__Information__.
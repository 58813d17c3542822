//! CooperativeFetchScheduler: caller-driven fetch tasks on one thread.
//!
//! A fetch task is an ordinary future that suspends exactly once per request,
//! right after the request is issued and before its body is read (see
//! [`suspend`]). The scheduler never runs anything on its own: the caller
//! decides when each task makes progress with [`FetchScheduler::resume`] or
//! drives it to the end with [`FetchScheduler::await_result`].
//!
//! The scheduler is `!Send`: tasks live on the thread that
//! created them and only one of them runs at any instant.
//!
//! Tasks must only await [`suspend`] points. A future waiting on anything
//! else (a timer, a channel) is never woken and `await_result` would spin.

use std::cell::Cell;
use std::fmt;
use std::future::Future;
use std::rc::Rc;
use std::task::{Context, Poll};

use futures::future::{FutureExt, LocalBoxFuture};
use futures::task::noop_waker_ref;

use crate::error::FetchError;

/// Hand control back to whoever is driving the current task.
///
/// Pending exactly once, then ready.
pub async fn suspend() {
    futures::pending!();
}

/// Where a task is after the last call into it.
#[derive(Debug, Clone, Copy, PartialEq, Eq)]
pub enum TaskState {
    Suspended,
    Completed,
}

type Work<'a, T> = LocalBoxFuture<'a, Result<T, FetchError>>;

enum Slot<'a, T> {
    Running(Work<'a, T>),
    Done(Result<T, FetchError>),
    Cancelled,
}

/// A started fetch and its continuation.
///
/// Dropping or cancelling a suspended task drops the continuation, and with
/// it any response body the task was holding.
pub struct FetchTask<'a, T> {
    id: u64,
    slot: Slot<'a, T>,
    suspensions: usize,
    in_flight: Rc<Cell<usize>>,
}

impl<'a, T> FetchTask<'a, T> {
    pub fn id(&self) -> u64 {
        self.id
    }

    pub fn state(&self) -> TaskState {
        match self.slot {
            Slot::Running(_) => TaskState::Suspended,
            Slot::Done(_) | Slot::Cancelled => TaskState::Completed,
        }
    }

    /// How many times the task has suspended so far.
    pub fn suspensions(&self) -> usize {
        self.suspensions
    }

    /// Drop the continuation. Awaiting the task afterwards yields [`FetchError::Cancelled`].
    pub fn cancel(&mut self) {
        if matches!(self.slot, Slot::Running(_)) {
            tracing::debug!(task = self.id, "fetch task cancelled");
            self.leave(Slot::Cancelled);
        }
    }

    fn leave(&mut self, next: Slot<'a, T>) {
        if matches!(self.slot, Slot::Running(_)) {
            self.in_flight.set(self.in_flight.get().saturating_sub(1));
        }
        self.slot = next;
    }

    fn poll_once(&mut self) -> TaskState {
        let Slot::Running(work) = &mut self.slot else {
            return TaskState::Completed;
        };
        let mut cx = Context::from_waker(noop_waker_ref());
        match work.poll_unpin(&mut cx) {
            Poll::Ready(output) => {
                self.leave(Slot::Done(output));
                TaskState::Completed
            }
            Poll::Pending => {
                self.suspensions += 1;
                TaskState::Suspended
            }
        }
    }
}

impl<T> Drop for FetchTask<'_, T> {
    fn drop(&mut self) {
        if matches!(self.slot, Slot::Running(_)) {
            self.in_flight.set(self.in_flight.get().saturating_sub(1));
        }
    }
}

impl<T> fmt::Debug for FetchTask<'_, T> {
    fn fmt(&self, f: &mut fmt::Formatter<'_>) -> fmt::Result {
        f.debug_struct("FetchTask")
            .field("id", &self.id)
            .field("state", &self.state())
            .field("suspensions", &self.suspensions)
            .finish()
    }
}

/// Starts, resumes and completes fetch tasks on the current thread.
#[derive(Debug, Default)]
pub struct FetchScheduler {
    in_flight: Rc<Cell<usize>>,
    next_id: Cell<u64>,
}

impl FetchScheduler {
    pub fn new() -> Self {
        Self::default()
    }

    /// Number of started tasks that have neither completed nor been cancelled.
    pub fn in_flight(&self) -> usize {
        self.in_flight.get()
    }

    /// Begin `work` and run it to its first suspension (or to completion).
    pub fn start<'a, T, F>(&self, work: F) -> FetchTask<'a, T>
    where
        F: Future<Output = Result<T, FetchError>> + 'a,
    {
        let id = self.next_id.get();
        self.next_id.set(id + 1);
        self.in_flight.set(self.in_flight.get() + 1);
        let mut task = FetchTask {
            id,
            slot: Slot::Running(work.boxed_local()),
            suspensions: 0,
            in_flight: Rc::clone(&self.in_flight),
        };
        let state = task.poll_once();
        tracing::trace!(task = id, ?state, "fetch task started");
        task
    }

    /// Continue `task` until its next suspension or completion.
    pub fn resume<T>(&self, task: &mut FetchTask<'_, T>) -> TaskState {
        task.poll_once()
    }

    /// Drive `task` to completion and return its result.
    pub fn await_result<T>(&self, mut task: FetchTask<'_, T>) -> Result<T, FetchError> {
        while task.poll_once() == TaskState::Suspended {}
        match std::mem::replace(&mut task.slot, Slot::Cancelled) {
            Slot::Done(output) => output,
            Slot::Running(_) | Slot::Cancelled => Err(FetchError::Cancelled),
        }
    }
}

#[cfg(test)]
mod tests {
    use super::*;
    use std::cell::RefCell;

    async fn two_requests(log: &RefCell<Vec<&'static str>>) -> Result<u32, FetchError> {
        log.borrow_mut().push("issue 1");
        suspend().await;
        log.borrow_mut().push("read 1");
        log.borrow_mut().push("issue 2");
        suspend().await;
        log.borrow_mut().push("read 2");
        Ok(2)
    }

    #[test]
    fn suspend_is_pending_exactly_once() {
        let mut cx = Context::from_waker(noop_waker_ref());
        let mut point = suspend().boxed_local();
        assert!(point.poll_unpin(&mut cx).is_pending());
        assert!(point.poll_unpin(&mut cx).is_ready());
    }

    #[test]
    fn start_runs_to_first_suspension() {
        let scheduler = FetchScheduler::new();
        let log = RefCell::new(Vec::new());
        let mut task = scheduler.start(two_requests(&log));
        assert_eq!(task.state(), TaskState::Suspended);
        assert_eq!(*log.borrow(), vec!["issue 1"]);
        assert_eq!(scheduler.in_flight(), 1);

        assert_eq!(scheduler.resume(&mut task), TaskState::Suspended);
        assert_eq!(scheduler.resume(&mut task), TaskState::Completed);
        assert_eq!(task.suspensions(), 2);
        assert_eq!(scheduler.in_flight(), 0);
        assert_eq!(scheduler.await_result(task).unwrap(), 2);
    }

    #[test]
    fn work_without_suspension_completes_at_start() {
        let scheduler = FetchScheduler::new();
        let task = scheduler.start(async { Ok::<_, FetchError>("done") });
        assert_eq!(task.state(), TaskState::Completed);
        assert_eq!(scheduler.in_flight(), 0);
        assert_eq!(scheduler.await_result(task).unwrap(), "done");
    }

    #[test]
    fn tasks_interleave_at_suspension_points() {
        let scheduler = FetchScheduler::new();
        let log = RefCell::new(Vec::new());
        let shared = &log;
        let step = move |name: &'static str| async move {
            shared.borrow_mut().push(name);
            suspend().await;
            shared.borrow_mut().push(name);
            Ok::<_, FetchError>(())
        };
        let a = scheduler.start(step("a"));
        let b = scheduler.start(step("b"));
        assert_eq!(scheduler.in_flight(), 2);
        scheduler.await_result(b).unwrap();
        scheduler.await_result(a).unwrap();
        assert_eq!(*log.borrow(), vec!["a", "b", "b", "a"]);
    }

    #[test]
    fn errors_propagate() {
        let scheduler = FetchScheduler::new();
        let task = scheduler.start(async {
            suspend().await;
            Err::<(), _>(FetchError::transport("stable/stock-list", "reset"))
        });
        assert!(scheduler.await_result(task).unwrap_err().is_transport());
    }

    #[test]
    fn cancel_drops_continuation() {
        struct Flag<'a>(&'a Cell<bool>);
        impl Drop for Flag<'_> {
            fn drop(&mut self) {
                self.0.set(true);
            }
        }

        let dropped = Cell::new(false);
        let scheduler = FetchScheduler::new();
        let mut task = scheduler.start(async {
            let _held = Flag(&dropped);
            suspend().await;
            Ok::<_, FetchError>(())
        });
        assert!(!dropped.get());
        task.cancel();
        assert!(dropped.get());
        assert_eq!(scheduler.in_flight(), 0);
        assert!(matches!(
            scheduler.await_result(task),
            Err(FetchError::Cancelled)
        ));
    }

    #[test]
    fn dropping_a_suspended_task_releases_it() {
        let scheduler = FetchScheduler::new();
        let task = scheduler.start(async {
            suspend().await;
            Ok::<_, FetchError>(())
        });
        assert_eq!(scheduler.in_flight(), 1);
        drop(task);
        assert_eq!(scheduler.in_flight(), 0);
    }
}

---

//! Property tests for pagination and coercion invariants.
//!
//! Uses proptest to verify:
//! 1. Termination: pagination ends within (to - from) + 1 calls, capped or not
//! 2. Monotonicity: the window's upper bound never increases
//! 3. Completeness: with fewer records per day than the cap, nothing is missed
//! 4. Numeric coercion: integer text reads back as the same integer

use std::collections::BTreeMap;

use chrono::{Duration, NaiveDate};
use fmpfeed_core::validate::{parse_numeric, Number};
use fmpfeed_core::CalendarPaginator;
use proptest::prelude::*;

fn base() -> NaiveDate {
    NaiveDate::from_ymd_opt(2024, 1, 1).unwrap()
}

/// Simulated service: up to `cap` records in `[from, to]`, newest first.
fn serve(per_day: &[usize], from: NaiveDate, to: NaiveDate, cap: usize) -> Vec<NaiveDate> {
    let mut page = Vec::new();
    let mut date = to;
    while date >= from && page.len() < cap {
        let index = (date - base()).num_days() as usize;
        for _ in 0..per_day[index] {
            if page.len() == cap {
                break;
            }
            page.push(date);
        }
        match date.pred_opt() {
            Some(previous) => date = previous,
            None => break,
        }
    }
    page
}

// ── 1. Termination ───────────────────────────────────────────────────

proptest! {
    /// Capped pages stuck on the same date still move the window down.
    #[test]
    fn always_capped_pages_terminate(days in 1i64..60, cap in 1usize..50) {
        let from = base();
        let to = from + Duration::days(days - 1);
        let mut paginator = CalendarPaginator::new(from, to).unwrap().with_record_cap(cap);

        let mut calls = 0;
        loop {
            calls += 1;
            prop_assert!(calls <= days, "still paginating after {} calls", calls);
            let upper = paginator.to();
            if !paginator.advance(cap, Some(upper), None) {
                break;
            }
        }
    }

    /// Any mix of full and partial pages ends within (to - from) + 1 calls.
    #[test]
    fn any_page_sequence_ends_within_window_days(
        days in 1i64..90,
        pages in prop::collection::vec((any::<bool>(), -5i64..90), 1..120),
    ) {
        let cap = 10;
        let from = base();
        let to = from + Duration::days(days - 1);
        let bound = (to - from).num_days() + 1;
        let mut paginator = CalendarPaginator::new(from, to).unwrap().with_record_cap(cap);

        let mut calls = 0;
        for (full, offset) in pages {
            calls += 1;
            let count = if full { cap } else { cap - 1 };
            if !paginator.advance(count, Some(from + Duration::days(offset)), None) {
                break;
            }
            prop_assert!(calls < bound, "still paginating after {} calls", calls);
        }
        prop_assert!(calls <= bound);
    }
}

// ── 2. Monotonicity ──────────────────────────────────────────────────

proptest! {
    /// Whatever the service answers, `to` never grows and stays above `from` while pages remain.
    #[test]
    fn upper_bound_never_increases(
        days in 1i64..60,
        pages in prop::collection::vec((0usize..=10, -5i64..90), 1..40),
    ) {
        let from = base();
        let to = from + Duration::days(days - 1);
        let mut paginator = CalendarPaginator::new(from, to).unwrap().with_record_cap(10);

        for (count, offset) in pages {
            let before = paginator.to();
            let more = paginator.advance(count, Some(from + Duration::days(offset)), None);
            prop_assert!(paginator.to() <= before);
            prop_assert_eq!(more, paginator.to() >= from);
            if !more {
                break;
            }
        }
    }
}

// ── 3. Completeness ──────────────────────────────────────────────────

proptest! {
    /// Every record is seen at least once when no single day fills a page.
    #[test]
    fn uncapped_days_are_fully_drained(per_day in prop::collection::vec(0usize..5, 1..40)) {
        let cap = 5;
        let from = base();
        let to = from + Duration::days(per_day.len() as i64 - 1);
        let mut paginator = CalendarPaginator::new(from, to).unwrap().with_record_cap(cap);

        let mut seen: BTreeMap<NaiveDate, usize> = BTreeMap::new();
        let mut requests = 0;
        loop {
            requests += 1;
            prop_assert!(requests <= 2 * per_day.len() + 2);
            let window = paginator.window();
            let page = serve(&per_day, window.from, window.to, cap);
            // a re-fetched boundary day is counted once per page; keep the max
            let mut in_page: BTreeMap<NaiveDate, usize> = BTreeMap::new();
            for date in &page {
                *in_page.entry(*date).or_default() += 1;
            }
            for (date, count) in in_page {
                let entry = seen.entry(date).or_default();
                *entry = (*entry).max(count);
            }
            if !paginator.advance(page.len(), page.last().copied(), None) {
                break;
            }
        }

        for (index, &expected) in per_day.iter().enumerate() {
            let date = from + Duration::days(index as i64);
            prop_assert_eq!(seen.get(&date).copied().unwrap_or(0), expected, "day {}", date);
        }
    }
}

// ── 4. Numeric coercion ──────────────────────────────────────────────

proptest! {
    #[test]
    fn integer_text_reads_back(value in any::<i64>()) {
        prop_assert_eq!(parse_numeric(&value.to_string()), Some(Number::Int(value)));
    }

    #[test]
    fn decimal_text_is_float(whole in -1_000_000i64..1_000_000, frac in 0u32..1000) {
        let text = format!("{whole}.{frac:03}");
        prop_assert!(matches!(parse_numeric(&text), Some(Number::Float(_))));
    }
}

---

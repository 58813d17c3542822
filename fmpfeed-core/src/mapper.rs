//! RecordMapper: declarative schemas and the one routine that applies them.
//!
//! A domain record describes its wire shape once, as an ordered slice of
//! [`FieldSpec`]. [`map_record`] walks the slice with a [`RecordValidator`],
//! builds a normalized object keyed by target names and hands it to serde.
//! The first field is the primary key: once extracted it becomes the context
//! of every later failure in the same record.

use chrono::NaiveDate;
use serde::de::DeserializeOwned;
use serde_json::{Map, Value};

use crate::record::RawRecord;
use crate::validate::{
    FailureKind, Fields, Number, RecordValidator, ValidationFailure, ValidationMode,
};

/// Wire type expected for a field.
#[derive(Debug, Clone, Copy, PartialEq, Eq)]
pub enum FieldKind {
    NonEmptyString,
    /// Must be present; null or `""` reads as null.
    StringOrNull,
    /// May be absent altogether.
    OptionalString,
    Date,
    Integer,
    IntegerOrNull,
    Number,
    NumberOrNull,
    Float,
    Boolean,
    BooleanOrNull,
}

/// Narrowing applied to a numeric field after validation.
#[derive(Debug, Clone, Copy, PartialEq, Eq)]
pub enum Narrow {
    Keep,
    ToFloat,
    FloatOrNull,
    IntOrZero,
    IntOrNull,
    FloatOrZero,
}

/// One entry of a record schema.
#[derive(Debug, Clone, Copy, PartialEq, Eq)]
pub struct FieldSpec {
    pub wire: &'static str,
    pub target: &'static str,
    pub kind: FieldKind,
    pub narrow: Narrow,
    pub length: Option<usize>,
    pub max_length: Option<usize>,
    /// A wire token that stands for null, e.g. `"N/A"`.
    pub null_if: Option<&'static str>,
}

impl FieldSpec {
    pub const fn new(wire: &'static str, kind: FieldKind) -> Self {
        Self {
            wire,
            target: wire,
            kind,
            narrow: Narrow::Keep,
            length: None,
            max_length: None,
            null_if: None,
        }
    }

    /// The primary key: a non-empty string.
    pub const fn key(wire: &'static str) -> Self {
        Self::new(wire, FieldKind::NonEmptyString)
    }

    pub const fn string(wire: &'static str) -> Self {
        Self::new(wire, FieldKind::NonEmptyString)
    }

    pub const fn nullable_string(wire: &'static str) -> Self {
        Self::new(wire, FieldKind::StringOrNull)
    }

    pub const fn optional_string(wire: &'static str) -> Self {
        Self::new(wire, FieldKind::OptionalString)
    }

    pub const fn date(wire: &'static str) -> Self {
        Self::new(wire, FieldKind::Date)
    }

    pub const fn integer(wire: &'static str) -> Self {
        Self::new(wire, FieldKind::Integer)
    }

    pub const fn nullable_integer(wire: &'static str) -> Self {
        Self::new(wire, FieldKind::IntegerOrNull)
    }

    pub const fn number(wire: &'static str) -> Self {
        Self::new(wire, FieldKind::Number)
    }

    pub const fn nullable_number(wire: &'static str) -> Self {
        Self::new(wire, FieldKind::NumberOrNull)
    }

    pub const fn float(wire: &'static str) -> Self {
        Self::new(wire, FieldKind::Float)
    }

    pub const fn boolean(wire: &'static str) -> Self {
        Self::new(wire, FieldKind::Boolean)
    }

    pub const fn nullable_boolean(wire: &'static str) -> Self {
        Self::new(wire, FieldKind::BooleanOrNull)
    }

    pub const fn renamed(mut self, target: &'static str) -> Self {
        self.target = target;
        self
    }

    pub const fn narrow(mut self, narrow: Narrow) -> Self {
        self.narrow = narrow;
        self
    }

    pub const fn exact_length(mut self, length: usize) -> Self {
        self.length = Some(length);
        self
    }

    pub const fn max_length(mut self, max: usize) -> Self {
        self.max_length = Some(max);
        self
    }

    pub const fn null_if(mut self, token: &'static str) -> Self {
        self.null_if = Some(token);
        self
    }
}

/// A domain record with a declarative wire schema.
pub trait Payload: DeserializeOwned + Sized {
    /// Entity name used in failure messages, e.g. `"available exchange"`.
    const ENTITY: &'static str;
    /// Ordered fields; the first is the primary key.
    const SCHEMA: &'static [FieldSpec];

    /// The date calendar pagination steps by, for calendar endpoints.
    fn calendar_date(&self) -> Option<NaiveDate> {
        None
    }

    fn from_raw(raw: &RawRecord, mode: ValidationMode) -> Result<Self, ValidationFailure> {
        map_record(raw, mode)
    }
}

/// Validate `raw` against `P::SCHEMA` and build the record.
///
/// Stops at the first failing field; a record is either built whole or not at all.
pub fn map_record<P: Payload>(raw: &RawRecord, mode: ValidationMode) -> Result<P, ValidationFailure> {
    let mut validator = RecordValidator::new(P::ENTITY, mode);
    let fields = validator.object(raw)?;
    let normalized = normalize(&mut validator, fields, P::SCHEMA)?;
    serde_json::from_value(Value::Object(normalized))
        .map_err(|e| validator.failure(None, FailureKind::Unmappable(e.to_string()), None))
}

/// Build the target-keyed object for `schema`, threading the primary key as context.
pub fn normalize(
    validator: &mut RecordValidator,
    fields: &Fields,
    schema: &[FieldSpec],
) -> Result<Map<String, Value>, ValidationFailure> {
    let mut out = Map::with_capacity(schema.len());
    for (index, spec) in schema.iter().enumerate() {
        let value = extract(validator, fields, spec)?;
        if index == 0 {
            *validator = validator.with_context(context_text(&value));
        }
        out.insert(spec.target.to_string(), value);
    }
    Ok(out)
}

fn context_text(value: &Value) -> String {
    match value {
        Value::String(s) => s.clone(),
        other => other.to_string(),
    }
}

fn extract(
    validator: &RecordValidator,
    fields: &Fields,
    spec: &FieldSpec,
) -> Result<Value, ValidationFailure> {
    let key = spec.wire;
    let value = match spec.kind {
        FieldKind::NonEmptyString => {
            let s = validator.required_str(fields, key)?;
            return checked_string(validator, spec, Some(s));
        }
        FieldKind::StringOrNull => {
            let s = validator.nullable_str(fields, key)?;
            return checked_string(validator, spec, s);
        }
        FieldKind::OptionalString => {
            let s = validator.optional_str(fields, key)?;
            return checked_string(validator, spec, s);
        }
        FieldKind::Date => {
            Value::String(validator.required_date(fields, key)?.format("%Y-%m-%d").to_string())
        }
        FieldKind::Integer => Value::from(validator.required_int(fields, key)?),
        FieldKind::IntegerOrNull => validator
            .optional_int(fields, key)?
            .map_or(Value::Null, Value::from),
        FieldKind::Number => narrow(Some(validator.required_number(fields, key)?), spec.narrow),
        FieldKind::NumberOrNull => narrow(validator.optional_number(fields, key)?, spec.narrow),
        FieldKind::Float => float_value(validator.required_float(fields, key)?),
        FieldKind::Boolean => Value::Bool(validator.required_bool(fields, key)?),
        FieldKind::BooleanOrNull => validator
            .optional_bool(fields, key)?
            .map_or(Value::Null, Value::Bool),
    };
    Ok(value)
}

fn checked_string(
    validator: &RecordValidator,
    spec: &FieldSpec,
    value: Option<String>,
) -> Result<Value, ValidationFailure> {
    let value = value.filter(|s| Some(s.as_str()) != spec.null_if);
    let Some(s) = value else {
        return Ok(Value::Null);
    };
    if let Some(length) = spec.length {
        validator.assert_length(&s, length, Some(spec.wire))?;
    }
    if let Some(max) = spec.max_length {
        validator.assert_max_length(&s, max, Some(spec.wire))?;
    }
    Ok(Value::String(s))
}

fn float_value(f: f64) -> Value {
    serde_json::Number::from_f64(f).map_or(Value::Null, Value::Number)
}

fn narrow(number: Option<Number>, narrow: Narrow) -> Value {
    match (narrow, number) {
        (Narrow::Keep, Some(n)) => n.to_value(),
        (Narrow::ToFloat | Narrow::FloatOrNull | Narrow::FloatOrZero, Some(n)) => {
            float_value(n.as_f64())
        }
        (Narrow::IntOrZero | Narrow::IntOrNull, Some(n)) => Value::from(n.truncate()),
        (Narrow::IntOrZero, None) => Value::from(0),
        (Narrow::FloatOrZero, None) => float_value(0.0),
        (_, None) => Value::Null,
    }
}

__Problem to solve__. Only lines holding the word "RefCell" belong in the answer; copy each one from the material.

__Task response__.
    use std::cell::RefCell;
    async fn two_requests(log: &RefCell<Vec<&'static str>>) -> Result<u32, FetchError> {
        let log = RefCell::new(Vec::new());
        let log = RefCell::new(Vec::new());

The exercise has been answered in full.